BLUE EARTH COUNTY (TEC News), December 20 – For the last 152 years, Garden City has been the home of the Blue Earth County Fair, but some residents and shareholders are looking to make a change. Fair Board President, Kelly Marks, feels that the purpose [of the fair] isn’t being fulfilled.
Members believe that Garden City offered a wonderful spot for the fair as it grew in previous years and brought in thousands for the original B.E.C. Farm Show in the 1860s. The missing aspect is our children’s future. As Garden City decreased in size, the town shrunk in attendance and productivity, which ultimately left very little room for growth of the fair.
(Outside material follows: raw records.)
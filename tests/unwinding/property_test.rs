/*!
 * Property tests for frame parity and teardown order
 */

use proptest::prelude::*;
use proptest::sample::select;
use unwind_harness::dispatch::DispatchTable;
use unwind_harness::frames::FrameAlternator;
use unwind_harness::orchestrator::{Driver, Orchestrator, TestCase};
use unwind_harness::{AllocationSite, ExceptionKind, ExecutionContext};

proptest! {
    #[test]
    fn prop_contexts_alternate(depth in 0usize..64) {
        let contexts = FrameAlternator::contexts(depth);
        prop_assert_eq!(contexts.len(), depth);
        prop_assert!(contexts.windows(2).all(|pair| pair[0] != pair[1]));
        if depth > 0 {
            // Frame nearest the raise is always hosted
            prop_assert_eq!(contexts[depth - 1], ExecutionContext::Hosted);
        }
        prop_assert_eq!(contexts, FrameAlternator::contexts(depth));
    }
}

proptest! {
    #![proptest_config(ProptestConfig::with_cases(48))]

    #[test]
    fn prop_teardown_is_reverse_of_construction(
        kind in select(ExceptionKind::ALL.to_vec()),
        site in select(AllocationSite::ALL.to_vec()),
        driver in select(Driver::ALL.to_vec()),
        depth in 0usize..24,
    ) {
        let orchestrator = Orchestrator::new(DispatchTable::builtin().unwrap());
        let case = TestCase::new(kind, site, depth).with_driver(driver);
        let report = orchestrator.run_case(&case).unwrap();

        prop_assert!(report.passed(), "{}: {:?}", case, report.failures);
        prop_assert_eq!(report.teardown, case.expected_teardown());
    }
}
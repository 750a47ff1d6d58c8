/*!
 * Guard Traits
 *
 * Core abstractions for cleanup-bearing guards
 */

use super::{GuardMetadata, GuardResult};

/// Core guard trait
///
/// All guards must implement this to provide:
/// - Identity and placement metadata
/// - Activity check
/// - Manual release capability
pub trait Guard {
    /// Resource type name for logging/debugging
    fn resource_type(&self) -> &'static str;

    /// Get guard metadata
    fn metadata(&self) -> &GuardMetadata;

    /// Check if the guard has not been torn down yet
    fn is_active(&self) -> bool;

    /// Tear the guard down early
    ///
    /// Returns `Err` if already released. A released guard emits nothing
    /// further when it goes out of scope.
    fn release(&mut self) -> GuardResult<()>;
}

/// Guards that run their teardown from `Drop`
///
/// Separates Drop logic for better testability and observability
pub trait GuardDrop: Guard {
    /// Perform cleanup on drop
    ///
    /// # Panics
    ///
    /// Must NOT panic: it runs while unwinding.
    fn on_drop(&mut self);
}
Reports show a decrease in attendance the last few years as well as funding. Some feel a move would allow more opportunities for the 4H community, more space to accommodate the growing program and offer up to date facilities to house them. The Blue Earth County Fair's mission is to preserve the history of agriculture in Minnesota, teach those coming into the industry as well as preserve family farms in the south central portion of the state.
The Blue Earth County Agricultural Society [The Fair Board], was established in the winter of 1859 according to records from the Blue Earth County Historical Society. The first fair, October 7th of that year, was held at Miner Porter’s Farm, what we now know as Minneopa Park. This fair is marked in the books as the oldest running county fair in the state of Minnesota. Invitations by both Garden City and South Bend were extended in 1860 and 1861 to host the fair, so they were granted consecutively. The agricultural society cast a vote the following year in ’62 to make the farm show fair a Garden City annual event. Old newspaper records from the historical society show that thousands were in attendance through the early years and many shows consisted of livestock, horse events, car races and more.
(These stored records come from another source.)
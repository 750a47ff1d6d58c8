/*!
 * Module Exports
 *
 * The four entry points reachable across the module boundary. They keep a
 * fixed calling convention and let exceptions unwind through them.
 */

use crate::core::types::ExceptionKind;
use crate::emitter;
use crate::frames::{FrameCallback, FrameContext, HostedFrame, NativeFrame};
use std::ffi::CStr;
use std::os::raw::c_char;

/// Decode an incoming message; invalid UTF-8 is replaced, null is empty
///
/// # Safety
///
/// `message` must be null or point to a NUL-terminated string.
unsafe fn convert_message(message: *const c_char) -> String {
    if message.is_null() {
        return String::new();
    }
    CStr::from_ptr(message).to_string_lossy().into_owned()
}

/// Raise `kind` with a stack-scoped terminal guard
///
/// # Safety
///
/// `message` must be null or point to a NUL-terminated string that stays
/// valid for the duration of the call.
#[no_mangle]
pub unsafe extern "C-unwind" fn unwind_raise_from_stack(
    kind: ExceptionKind,
    message: *const c_char,
    error_code: u32,
) {
    let message = convert_message(message);
    emitter::raise_from_stack(kind, &message, error_code)
}

/// Raise `kind` with a heap-scoped terminal guard
///
/// # Safety
///
/// Same requirements as [`unwind_raise_from_stack`].
#[no_mangle]
pub unsafe extern "C-unwind" fn unwind_raise_from_heap(
    kind: ExceptionKind,
    message: *const c_char,
    error_code: u32,
) {
    let message = convert_message(message);
    emitter::raise_from_heap(kind, &message, error_code)
}

/// Build one native frame guarded by a native guard tagged `depth`
#[no_mangle]
pub extern "C-unwind" fn unwind_build_native_frame(depth: usize, callback: FrameCallback) {
    NativeFrame::enter(depth, callback)
}

/// Build one hosted frame guarded by a scoped hosted guard tagged `depth`
#[no_mangle]
pub extern "C-unwind" fn unwind_build_hosted_frame(depth: usize, callback: FrameCallback) {
    HostedFrame::enter(depth, callback)
}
An article from The Land, dated in June of 2000, claimed that funds were beginning to be a challenge for the fair. Most of the funds gathered came from parking, grandstand events, food sales and an annual county allocation. With numbers where they are today, the funds are not being met according to the books. This raises a huge issue for updating facilities for the 4H community as well as other fair festivities.
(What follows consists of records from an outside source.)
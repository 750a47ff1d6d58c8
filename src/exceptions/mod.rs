/*!
 * Exception Mechanisms
 *
 * The three ways a chain can be torn down:
 *
 * - **Hosted**: [`HostedException`], thrown by the hosted runtime
 * - **Native**: [`NativeException`], a language-level exception
 * - **Structured**: an [`ExceptionRecord`] identified by a numeric code and
 *   dispatched to filters before any frame unwinds
 *
 * Hosted and native exceptions are typed and caught with [`try_catch`], or
 * together with [`try_catch_hosted`], which sees native ones as hosted.
 * Structured exceptions are caught with [`try_except`].
 */

mod catch;
mod hosted;
mod native;
pub mod structured;

pub use catch::{describe_payload, into_hosted, is_harness_exception, try_catch, try_catch_hosted};
pub use hosted::HostedException;
pub use native::NativeException;
pub use structured::{
    raise_exception, try_except, ExceptionFlags, ExceptionPointers, ExceptionRecord,
    FilterDisposition, StructuredException,
};

use std::any::Any;

/// Typed exception payload
pub trait Throwable: Any + Send + Sized {
    /// Message carried by the exception
    fn message(&self) -> &str;

    /// Start unwinding with this exception as the payload
    ///
    /// Bypasses the panic hook: raising is the expected outcome here, not a bug.
    fn throw(self) -> ! {
        std::panic::resume_unwind(Box::new(self))
    }
}
/*!
 * Orchestrator
 *
 * Runs each case inside the handling construct for its kind and checks what
 * came back: one exception, the literal message, and stack guards torn down
 * in reverse creation order before the handler returned.
 */

use super::case::{CaseReport, Driver, Handler, TestCase, Verdict};
use super::matrix::TestMatrix;
use super::report::MatrixReport;
use crate::core::errors::{CaseFailure, HarnessError, HarnessResult};
use crate::core::guard::{CleanupEvent, CleanupJournal, JournalMark};
use crate::core::types::{AllocationSite, ExceptionKind};
use crate::dispatch::DispatchTable;
use crate::exceptions::{
    describe_payload, is_harness_exception, try_catch, try_catch_hosted, try_except,
    ExceptionPointers, FilterDisposition, HostedException, NativeException, Throwable,
};
use crate::frames::{FrameAlternator, HostedDriverFrames};
use crate::hosted::HostedHeap;
use crate::monitoring::CaseSpan;
use std::cell::RefCell;
use std::ffi::CString;
use std::panic::{catch_unwind, resume_unwind, AssertUnwindSafe};
use std::rc::Rc;
use std::sync::Arc;
use tracing::{debug, error, info, warn};

/// What a structured filter saw during the search phase
#[derive(Debug, Default)]
struct Sighting {
    message: Option<String>,
    /// Guards of this case already torn down when the filter claimed
    torn_down: Option<usize>,
    declined: usize,
}

type SharedSighting = Rc<RefCell<Sighting>>;

/// What the handling construct produced
#[derive(Debug, Default)]
struct Observation {
    handled_by: Option<Handler>,
    message: Option<String>,
    torn_down_before_filter: Option<usize>,
    failures: Vec<CaseFailure>,
}

impl Observation {
    fn handled(handler: Handler, message: &str) -> Self {
        Self {
            handled_by: Some(handler),
            message: Some(message.to_string()),
            ..Self::default()
        }
    }

    fn from_sighting(handler: Handler, sighting: Sighting) -> Self {
        Self {
            handled_by: Some(handler),
            message: sighting.message,
            torn_down_before_filter: sighting.torn_down,
            failures: Vec::new(),
        }
    }

    fn escaped(description: String) -> Self {
        Self {
            failures: vec![CaseFailure::UnexpectedDisposition(format!(
                "exception escaped its handler: {}",
                description
            ))],
            ..Self::default()
        }
    }
}

/// Drives cases through a resolved dispatch table
///
/// Must run on the thread that created it: the frame primitives allocate from
/// that thread's hosted heap.
pub struct Orchestrator {
    dispatch: DispatchTable,
    alternator: FrameAlternator,
    /// Chains whose hosted frames also carry a driver-side guard
    hosted_alternator: FrameAlternator,
    heap: Arc<HostedHeap>,
    collect_between_cases: bool,
}

impl Orchestrator {
    pub fn new(dispatch: DispatchTable) -> Self {
        let heap = HostedHeap::current();
        Self {
            alternator: FrameAlternator::new(dispatch.clone()),
            hosted_alternator: FrameAlternator::new(HostedDriverFrames::new(
                dispatch.clone(),
                Arc::clone(&heap),
            )),
            dispatch,
            heap,
            collect_between_cases: true,
        }
    }

    /// Run the hosted collector after every case
    pub fn collect_between_cases(mut self, enabled: bool) -> Self {
        self.collect_between_cases = enabled;
        self
    }

    pub fn heap(&self) -> &Arc<HostedHeap> {
        &self.heap
    }

    /// Run every case in order
    ///
    /// Stops at the first propagation failure; ordinary case failures are
    /// recorded and the run continues.
    pub fn run_matrix(&self, matrix: &TestMatrix) -> HarnessResult<MatrixReport> {
        let mut report = MatrixReport::new(self.dispatch.module());
        for case in matrix {
            report.push(self.run_case(case)?);
        }
        report.final_collection = Some(self.heap.collect());
        report.log_summary();
        Ok(report)
    }

    /// Run one case
    pub fn run_case(&self, case: &TestCase) -> HarnessResult<CaseReport> {
        let span = CaseSpan::new(case);
        let _entered = span.enter();
        info!("=== Running {}", case);

        let mark = CleanupJournal::mark();
        let observed = catch_unwind(AssertUnwindSafe(|| self.observe(case, mark)));
        let observation = match observed {
            Ok(Ok(observation)) => observation,
            Ok(Err(e)) => {
                CleanupJournal::drain_since(mark);
                return Err(e);
            }
            // A plain panic is a bug in the harness, not a case outcome
            Err(payload) if !is_harness_exception(payload.as_ref()) => resume_unwind(payload),
            Err(payload) => Observation::escaped(describe_payload(payload.as_ref())),
        };

        // Collection only adds heap-site events, which validation skips
        let collection = self.collect_between_cases.then(|| self.heap.collect());
        let events = CleanupJournal::drain_since(mark);
        let (teardown, failures) = validate(case, &observation, &events);

        let verdict = if failures.is_empty() {
            Verdict::Passed
        } else {
            Verdict::Failed
        };
        span.record_result(verdict == Verdict::Passed);
        match verdict {
            Verdict::Passed => info!(teardown = ?teardown, "passed"),
            Verdict::Failed => {
                for failure in &failures {
                    error!("{}", failure);
                }
            }
        }

        Ok(CaseReport {
            case: case.clone(),
            verdict,
            handled_by: observation.handled_by,
            message: observation.message,
            teardown,
            failures,
            events,
            collection,
            trace_id: span.trace_id().to_string(),
        })
    }

    fn observe(&self, case: &TestCase, mark: JournalMark) -> HarnessResult<Observation> {
        // Control cases need a filter that can decline, whatever the driver
        if case.is_control() {
            return self.catch_control(case, mark);
        }
        match (case.driver, case.kind) {
            (Driver::Hosted, _) => self.catch_hosted(case, mark),
            (Driver::Typed, ExceptionKind::Hosted) => self.catch_typed::<HostedException>(case),
            (Driver::Typed, ExceptionKind::Native) => self.catch_typed::<NativeException>(case),
            (Driver::Typed, ExceptionKind::Structured) => self.catch_structured(case, mark),
        }
    }

    /// Body of a case: build the chain, raise through the dispatch table
    fn chain(&self, case: &TestCase) -> HarnessResult<impl FnOnce() + '_> {
        let message = CString::new(case.expected_message.as_str()).map_err(|_| {
            HarnessError::Config(format!("message of case {} contains a NUL byte", case))
        })?;
        let dispatch = self.dispatch.clone();
        let (kind, site, depth, code) = (case.kind, case.site, case.depth, case.error_code);
        let alternator = match case.driver {
            Driver::Hosted if !case.is_control() => &self.hosted_alternator,
            _ => &self.alternator,
        };

        Ok(move || alternator.run(depth, move || dispatch.raise(site, kind, &message, code)))
    }

    fn catch_typed<E: Throwable>(&self, case: &TestCase) -> HarnessResult<Observation> {
        let body = self.chain(case)?;
        match try_catch::<E, _, _>(body) {
            Ok(()) => Err(propagation_failure(case)),
            Err(exception) => {
                info!("{}", exception.message());
                Ok(Observation::handled(Handler::Case, exception.message()))
            }
        }
    }

    fn catch_structured(&self, case: &TestCase, mark: JournalMark) -> HarnessResult<Observation> {
        let sighting = SharedSighting::default();
        let filter = message_filter(Some(case.filter_code), mark, Rc::clone(&sighting));
        let body = self.chain(case)?;

        match try_except(body, filter) {
            Ok(()) => Err(propagation_failure(case)),
            Err(record) => {
                debug!(code = format_args!("{:#010x}", record.code()), "handler ran");
                Ok(Observation::from_sighting(Handler::Case, sighting.take()))
            }
        }
    }

    /// One hosted catch-all for every kind
    ///
    /// Native exceptions arrive translated to hosted ones. Structured
    /// exceptions are claimed by a filter accepting any code and surface as a
    /// hosted exception carrying the message read during the search.
    fn catch_hosted(&self, case: &TestCase, mark: JournalMark) -> HarnessResult<Observation> {
        let sighting = SharedSighting::default();
        let filter = message_filter(None, mark, Rc::clone(&sighting));
        let body = self.chain(case)?;

        let exception = match try_except(|| try_catch_hosted(body), filter) {
            Ok(Ok(())) => return Err(propagation_failure(case)),
            Ok(Err(exception)) => exception,
            Err(record) => match sighting.borrow_mut().message.take() {
                Some(message) => HostedException::new(message),
                None => HostedException::new(format!(
                    "structured exception {:#010x} without a message",
                    record.code()
                )),
            },
        };
        info!("{}", exception.message());

        let mut observation = Observation::handled(Handler::Case, exception.message());
        observation.torn_down_before_filter = sighting.borrow().torn_down;
        Ok(observation)
    }

    /// Control case: the inner filter must decline and the outer one claim
    fn catch_control(&self, case: &TestCase, mark: JournalMark) -> HarnessResult<Observation> {
        let inner = SharedSighting::default();
        let outer = SharedSighting::default();
        let inner_filter = message_filter(Some(case.filter_code), mark, Rc::clone(&inner));
        let outer_filter = message_filter(Some(case.error_code), mark, Rc::clone(&outer));
        let body = self.chain(case)?;

        match try_except(|| try_except(body, inner_filter), outer_filter) {
            Ok(Ok(())) => Err(propagation_failure(case)),
            Ok(Err(record)) => {
                let mut observation = Observation::from_sighting(Handler::Case, inner.take());
                observation
                    .failures
                    .push(CaseFailure::UnexpectedDisposition(format!(
                        "filter accepting {:#010x} claimed code {:#010x}",
                        case.filter_code,
                        record.code()
                    )));
                Ok(observation)
            }
            Err(_) => {
                let declined = inner.borrow().declined;
                let mut observation = Observation::from_sighting(Handler::Outer, outer.take());
                if declined == 0 {
                    observation.failures.push(CaseFailure::UnexpectedDisposition(
                        "inner filter never saw the exception".to_string(),
                    ));
                }
                Ok(observation)
            }
        }
    }
}

/// Filter accepting `accepts`, or any code when `None`; reads the message out
/// of the information words
fn message_filter(
    accepts: Option<u32>,
    mark: JournalMark,
    sighting: SharedSighting,
) -> impl Fn(&ExceptionPointers<'_>) -> FilterDisposition + 'static {
    move |pointers| {
        if accepts.map_or(false, |code| code != pointers.code()) {
            debug!(
                code = format_args!("{:#010x}", pointers.code()),
                accepts = ?accepts,
                "filter declined"
            );
            sighting.borrow_mut().declined += 1;
            return FilterDisposition::ContinueSearch;
        }

        // SAFETY: the emitter keeps the message in the raising frame, which is
        // still on the stack while filters run.
        let message = unsafe { pointers.message() };
        if let Some(message) = &message {
            info!("{}", message);
        }

        let mut sighting = sighting.borrow_mut();
        sighting.message = message;
        sighting.torn_down = Some(CleanupJournal::count_since(mark));
        FilterDisposition::ExecuteHandler
    }
}

fn propagation_failure(case: &TestCase) -> HarnessError {
    error!("Failed to throw exception: {}", case);
    HarnessError::PropagationFailure {
        kind: case.kind,
        site: case.site,
        depth: case.depth,
    }
}

/// Check an observation against the case; returns the stack teardown tags
fn validate(
    case: &TestCase,
    observation: &Observation,
    events: &[CleanupEvent],
) -> (Vec<usize>, Vec<CaseFailure>) {
    let mut failures = observation.failures.clone();

    // Heap-site events only come from the collector and are never asserted
    let stack: Vec<&CleanupEvent> = events
        .iter()
        .filter(|e| e.site == AllocationSite::Stack)
        .collect();
    let teardown: Vec<usize> = stack.iter().map(|e| e.tag).collect();
    let reverse_creation = stack.windows(2).all(|pair| pair[0].id > pair[1].id);

    let expected = case.expected_teardown();
    if teardown != expected || !reverse_creation {
        failures.push(CaseFailure::CleanupOrder {
            expected,
            observed: teardown.clone(),
        });
    }

    if observation.handled_by.is_some() {
        let actual = observation.message.clone().unwrap_or_default();
        if actual != case.expected_message {
            failures.push(CaseFailure::PayloadCorruption {
                expected: case.expected_message.clone(),
                actual,
            });
        }
    }

    if let Some(torn_down) = observation.torn_down_before_filter {
        if torn_down > 0 {
            warn!(torn_down, "filter ran after unwinding started");
            failures.push(CaseFailure::FilterOrdering { torn_down });
        }
    }

    (teardown, failures)
}
/*!
 * Guard Tests
 *
 * Teardown bookkeeping for native and hosted guards outside of a frame chain
 */

use pretty_assertions::assert_eq;
use unwind_harness::core::guard::*;
use unwind_harness::exceptions::{try_catch, NativeException, Throwable};
use unwind_harness::hosted::HostedHeap;
use unwind_harness::{AllocationSite, ExecutionContext};

fn phases(mark: JournalMark) -> Vec<(usize, CleanupPhase)> {
    CleanupJournal::since(mark)
        .into_iter()
        .map(|e| (e.tag, e.phase))
        .collect()
}

#[test]
fn test_nested_native_guards_unwind_innermost_first() {
    let mark = CleanupJournal::mark();
    let caught = try_catch::<NativeException, _, _>(|| {
        let _outer = NativeGuard::new(2);
        let _middle = NativeGuard::new(1);
        let _inner = NativeGuard::new(0);
        NativeException::new("boom").throw()
    });

    assert_eq!(caught.err().map(|e| e.what().to_string()), Some("boom".to_string()));
    assert_eq!(
        phases(mark),
        vec![
            (0, CleanupPhase::Destroyed),
            (1, CleanupPhase::Destroyed),
            (2, CleanupPhase::Destroyed),
        ]
    );
}

#[test]
fn test_released_guard_rejects_second_release() {
    let mut guard = NativeGuard::new(4);
    let id = guard.metadata().id;
    assert!(guard.release().is_ok());
    assert_eq!(guard.release(), Err(GuardError::AlreadyReleased(id)));
    assert!(!guard.is_active());
}

#[test]
fn test_scoped_hosted_guard_disposed_once() {
    let heap = HostedHeap::new();
    let mark = CleanupJournal::mark();
    {
        let guard = HostedGuard::scoped(&heap, 3);
        assert!(guard.is_active());
        assert_eq!(guard.metadata().context, ExecutionContext::Hosted);
    }

    // Collector sees a disposed object and skips its finalizer
    let stats = heap.collect();
    assert_eq!((stats.finalized, stats.suppressed), (0, 1));
    assert_eq!(phases(mark), vec![(3, CleanupPhase::Disposed)]);
}

#[test]
fn test_collected_hosted_guard_waits_for_collector() {
    let heap = HostedHeap::new();
    let mark = CleanupJournal::mark();

    let guard = HostedGuard::collected(&heap, 7);
    assert_eq!(guard.metadata().site, AllocationSite::Heap);
    drop(guard);
    assert!(CleanupJournal::since(mark).is_empty());

    let stats = heap.collect();
    assert_eq!(stats.finalized, 1);
    assert_eq!(phases(mark), vec![(7, CleanupPhase::Finalized)]);
}

#[test]
fn test_guard_ids_increase_with_creation() {
    let first = NativeGuard::new(0);
    let second = NativeGuard::new(0);
    assert!(second.metadata().id > first.metadata().id);
}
A vote will be held January 9th in the Ron Younge Gym at Bethany Lutheran College at 6 p.m. for changes as well as a possible location change. Those interested are invited to buy a share of $5 to participate in the voting process. Shares can be purchased at Buster’s on Madison January 6th through the 8th from 11 a.m. to 1 p.m. and 5 p.m. to 7 p.m.
The fair board is urging the public to step back and take a look at how this really affects the future of our children and the 4H community. There needs to be an opportunity to grow.